Южный почтовый (Сент-Экзюпери) - страница 21

А иные… До самой прихожей они идут совершенно спокойно, но на пороге гостиной, пошатнувшись, делают несколько порывистых шагов и падают в ее объятья. Ни слова. Она не скажет им ни слова. Они прижимают ее к груди, как будто хотят задушить в ней горе, — но у них в руках бьется рассерженный ребенок.


А муж все твердит о продаже дома. «Воспоминания так измучили нас!» Он лжет: страдание — почти друг. А он суетится, он ведь любит эффектные жесты. Сегодня вечером он едет в Брюссель. Ей придется ехать следом. «Но если б вы знали, какой разор в доме…»


Все ее прошлое рухнуло. Эта гостиная, обустроенная с любовью и терпением. Эта мебель — ее выбрал не муж, не поставщик, а само время. Не гостиная обставлена этими вещами — ее жизнь. Стоит отодвинуть кресло от камина, а столик от стены, — и с прошлым порвано, все вокруг предстает голым и беззащитным.

— А вы? Вы тоже уезжаете?

В чуть заметном движении столько отчаянья.

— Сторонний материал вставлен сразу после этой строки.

//! `ignition.toml` plan format: `serde` + `toml` deserialization followed by
//! a separate validation pass.

use std::collections::HashSet;
use std::sync::Arc;
use std::time::Duration;

use ignition_core::registry::EagerFactory;
use ignition_core::{Coordinator, ExecutionMode, IgnitionOptions, Policy, RetryPolicy, Signal};
use ignition_probes::{HttpGetSignal, PostgresPingSignal, TcpConnectSignal};
use serde::Deserialize;
use thiserror::Error;

/// Top-level structure of an `ignition.toml` file.
#[derive(Debug, Clone, Deserialize)]
pub struct PlanToml {
    #[serde(default)]
    pub run: RunToml,
    #[serde(default)]
    pub signals: Vec<SignalToml>,
}

/// Run-level options in `[run]`.
#[derive(Debug, Clone, Deserialize)]
#[serde(default)]
pub struct RunToml {
    /// `"fail_fast"` or `"best_effort"`.
    pub policy: String,
    /// Global deadline in milliseconds; absent means no global deadline.
    pub global_timeout_ms: Option<u64>,
    /// Default execution mode for stages with no explicit override.
    pub execution_mode: String,
}

impl Default for RunToml {
    fn default() -> Self {
        Self {
            policy: "fail_fast".to_string(),
            global_timeout_ms: None,
            execution_mode: "parallel".to_string(),
        }
    }
}

/// A single `[[signals]]` entry.
#[derive(Debug, Clone, Deserialize)]
pub struct SignalToml {
    pub name: String,
    pub kind: String,
    #[serde(default)]
    pub stage: u32,
    pub timeout_ms: Option<u64>,
    #[serde(default)]
    pub depends_on: Vec<String>,
    #[serde(default)]
    pub max_retries: u32,
    #[serde(default)]
    pub initial_delay_ms: u64,
    /// `true` if a failure of this signal should cancel `scope`.
    #[serde(default)]
    pub trigger: bool,
    /// Name of the cancellation scope this signal (and its triggered peers)
    /// belong to. Signals sharing a `scope` value are placed in the same
    /// child scope of the coordinator's root.
    pub scope: Option<String>,

    // kind = "tcp"
    pub host: Option<String>,
    pub port: Option<u16>,

    // kind = "http"
    pub url: Option<String>,

    // kind = "postgres"
    pub connection_string: Option<String>,
}

#[derive(Debug, Error)]
pub enum PlanParseError {
    #[error("TOML parse error: {0}")]
    Toml(#[from] toml::de::Error),

    #[error("duplicate signal name: {0:?}")]
    DuplicateName(String),

    #[error("signal {signal:?} depends on unknown signal {dependency:?}")]
    UnknownDependency { signal: String, dependency: String },

    #[error("signal {0:?} has kind {1:?} (expected tcp, http, or postgres)")]
    InvalidKind(String, String),

    #[error("signal {0:?} has kind \"tcp\" but is missing host/port")]
    MissingTcpFields(String),

    #[error("signal {0:?} has kind \"http\" but is missing url")]
    MissingHttpFields(String),

    #[error("signal {0:?} has kind \"postgres\" but is missing connection_string")]
    MissingPostgresFields(String),

    #[error("invalid policy {0:?} (expected fail_fast or best_effort)")]
    InvalidPolicy(String),

    #[error("invalid execution_mode {0:?} (expected parallel, sequential, or dependency_aware)")]
    InvalidExecutionMode(String),

    #[error(transparent)]
    CycleDetected(#[from] ignition_core::ConfigError),
}

/// Parses and validates an `ignition.toml` document.
pub fn parse_plan_toml(content: &str) -> Result<PlanToml, PlanParseError> {
    let plan: PlanToml = toml::from_str(content)?;
    validate(&plan)?;
    Ok(plan)
}

fn validate(plan: &PlanToml) -> Result<(), PlanParseError> {
    parse_policy(&plan.run.policy)?;
    parse_execution_mode(&plan.run.execution_mode)?;

    let mut seen = HashSet::new();
    for signal in &plan.signals {
        if !seen.insert(signal.name.clone()) {
            return Err(PlanParseError::DuplicateName(signal.name.clone()));
        }
        match signal.kind.as_str() {
            "tcp" => {
                if signal.host.is_none() || signal.port.is_none() {
                    return Err(PlanParseError::MissingTcpFields(signal.name.clone()));
                }
            }
            "http" => {
                if signal.url.is_none() {
                    return Err(PlanParseError::MissingHttpFields(signal.name.clone()));
                }
            }
            "postgres" => {
                if signal.connection_string.is_none() {
                    return Err(PlanParseError::MissingPostgresFields(signal.name.clone()));
                }
            }
            other => {
                return Err(PlanParseError::InvalidKind(
                    signal.name.clone(),
                    other.to_string(),
                ));
            }
        }
    }

    for signal in &plan.signals {
        for dep in &signal.depends_on {
            if !seen.contains(dep) {
                return Err(PlanParseError::UnknownDependency {
                    signal: signal.name.clone(),
                    dependency: dep.clone(),
                });
            }
        }
    }

    // Whole-plan acyclicity, reusing ignition-core's own cycle checker
    // rather than re-implementing Kahn's algorithm here.
    let names: Vec<String> = plan.signals.iter().map(|s| s.name.clone()).collect();
    let edges: Vec<(String, String)> = plan
        .signals
        .iter()
        .flat_map(|s| s.depends_on.iter().map(move |dep| (s.name.clone(), dep.clone())))
        .collect();
    let known: HashSet<String> = seen;
    let graph = ignition_core::dag::DependencyGraph::build(0, &names, &edges, &known)?;
    graph.check_for_cycles(0)?;

    Ok(())
}

fn parse_policy(s: &str) -> Result<Policy, PlanParseError> {
    match s {
        "fail_fast" => Ok(Policy::FailFast),
        "best_effort" => Ok(Policy::BestEffort),
        other => Err(PlanParseError::InvalidPolicy(other.to_string())),
    }
}

fn parse_execution_mode(s: &str) -> Result<ExecutionMode, PlanParseError> {
    match s {
        "parallel" => Ok(ExecutionMode::Parallel),
        "sequential" => Ok(ExecutionMode::Sequential),
        "dependency_aware" => Ok(ExecutionMode::DependencyAware),
        other => Err(PlanParseError::InvalidExecutionMode(other.to_string())),
    }
}

fn build_signal(entry: &SignalToml) -> Arc<dyn Signal> {
    let timeout = entry.timeout_ms.map(Duration::from_millis);
    match entry.kind.as_str() {
        "tcp" => {
            let mut s = TcpConnectSignal::new(
                entry.name.clone(),
                entry.host.clone().expect("validated"),
                entry.port.expect("validated"),
            )
            .with_stage(entry.stage);
            if let Some(t) = timeout {
                s = s.with_timeout(t);
            }
            Arc::new(s)
        }
        "http" => {
            let mut s = HttpGetSignal::new(entry.name.clone(), entry.url.clone().expect("validated"))
                .with_stage(entry.stage);
            if let Some(t) = timeout {
                s = s.with_timeout(t);
            }
            Arc::new(s)
        }
        "postgres" => {
            let mut s = PostgresPingSignal::new(
                entry.name.clone(),
                entry.connection_string.clone().expect("validated"),
            )
            .with_stage(entry.stage);
            if let Some(t) = timeout {
                s = s.with_timeout(t);
            }
            Arc::new(s)
        }
        other => unreachable!("validate() rejects kind {other:?} before this point"),
    }
}

/// Builds a fully-registered [`Coordinator`] from a validated plan: one
/// eager signal per `[[signals]]` entry, `depends_on` edges, per-stage
/// execution mode, and trigger/scope bindings.
pub fn build_coordinator(plan: &PlanToml) -> anyhow::Result<Coordinator> {
    let policy = parse_policy(&plan.run.policy)?;
    let execution_mode_default = parse_execution_mode(&plan.run.execution_mode)?;

    let options = IgnitionOptions {
        policy,
        global_timeout: plan.run.global_timeout_ms.map(Duration::from_millis),
        execution_mode_default,
        default_retry: RetryPolicy::none(),
        ..Default::default()
    };
    let coordinator = Coordinator::new(options, ignition_core::Services::new());

    let mut scopes = std::collections::HashMap::new();
    for entry in &plan.signals {
        if let Some(name) = &entry.scope {
            scopes
                .entry(name.clone())
                .or_insert_with(|| coordinator.new_scope(name.clone()));
        }
    }

    for entry in &plan.signals {
        let signal = build_signal(entry);
        let factory: Arc<dyn ignition_core::SignalFactory> = if entry.max_retries > 0 {
            let retry = RetryPolicy::new(entry.max_retries, Duration::from_millis(entry.initial_delay_ms));
            Arc::new(EagerFactory::with_retry(signal, retry))
        } else {
            Arc::new(EagerFactory::new(signal))
        };
        match &entry.scope {
            Some(scope_name) => {
                let scope = scopes[scope_name].clone();
                coordinator.add_factory_with_scope(factory, scope, entry.trigger);
            }
            None => coordinator.add_factory(factory),
        }
        for dep in &entry.depends_on {
            coordinator.add_dependency(entry.name.clone(), dep.clone());
        }
    }

    for stage in plan.signals.iter().map(|s| s.stage).collect::<HashSet<_>>() {
        let any_dependency_aware = plan
            .signals
            .iter()
            .any(|s| s.stage == stage && !s.depends_on.is_empty());
        if any_dependency_aware {
            coordinator.add_stage_mode(stage, ExecutionMode::DependencyAware);
        } else {
            coordinator.add_stage_mode(stage, execution_mode_default);
        }
    }

    Ok(coordinator)
}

Тысяча союзов распалась. Неужели один малыш удерживал в своих руках все узы, скреплявшие мир? Неужели он и был движущей силой, утверждавшей в мире порядок? Его смерть стала для нее крахом. И она не может сдержаться:

— Мне так плохо…

Бернис отвечает ей нежностью:

— Я возьму вас с собой. Уедем. Помните, я же обещал вам, что вернусь. Я вам обещал…

Бернис сжимает ее в объятьях, Женевьева чуть запрокидывает голову, ее глаза блестят от слез, — в плену его рук снова та маленькая заплаканная девочка.


Кап-Джуби, 192… г….

Бернис, старина, сегодня у нас почта. Самолет уже вылетел из Сиснероса. Скоро он будет здесь и захватит для тебя несколько горьких слов. Я много думал о твоих письмах и о нашей пленной принцессе. Вчера я бродил по берегу — и подумал, что мы сами, как этот берег: такой пустынный и голый, вечно омываемый морем. Не знаю даже, существуем ли мы на самом деле. Ты ведь видел, как в иные вечера, в печальных лучах заката, тонет в море опрокинутый испанский форт. Но это отражение, переливающееся таинственным голубоватым блеском, — совсем из другого теста, чем настоящий форт на сверкающем от солнца пляже. Вот это отражение и есть твоя стихия. Не слишком подлинная, не слишком надежная. А Женевьеве оставь живую жизнь.

Конечно, сейчас она в полной растерянности. Но в жизни мало настоящих драм. Дружба, нежность, любовь так редки, что и теряешь их очень редко. А Эрлен — какой бы он ни был, один человек не слишком много значит. Я думаю, жизнь основана на другом.

Обычаи, условности, правила — все, что тебе ни к чему, от чего ты бежал… Но они-то и очерчивают жизнь Женевьевы. Что-то прочное, устойчивое должно быть вокруг нее — иначе как жить? Пусть даже оно нелепо или несправедливо — зато образует цельный язык. Умчавшись с тобой, Женевьева потеряет себя.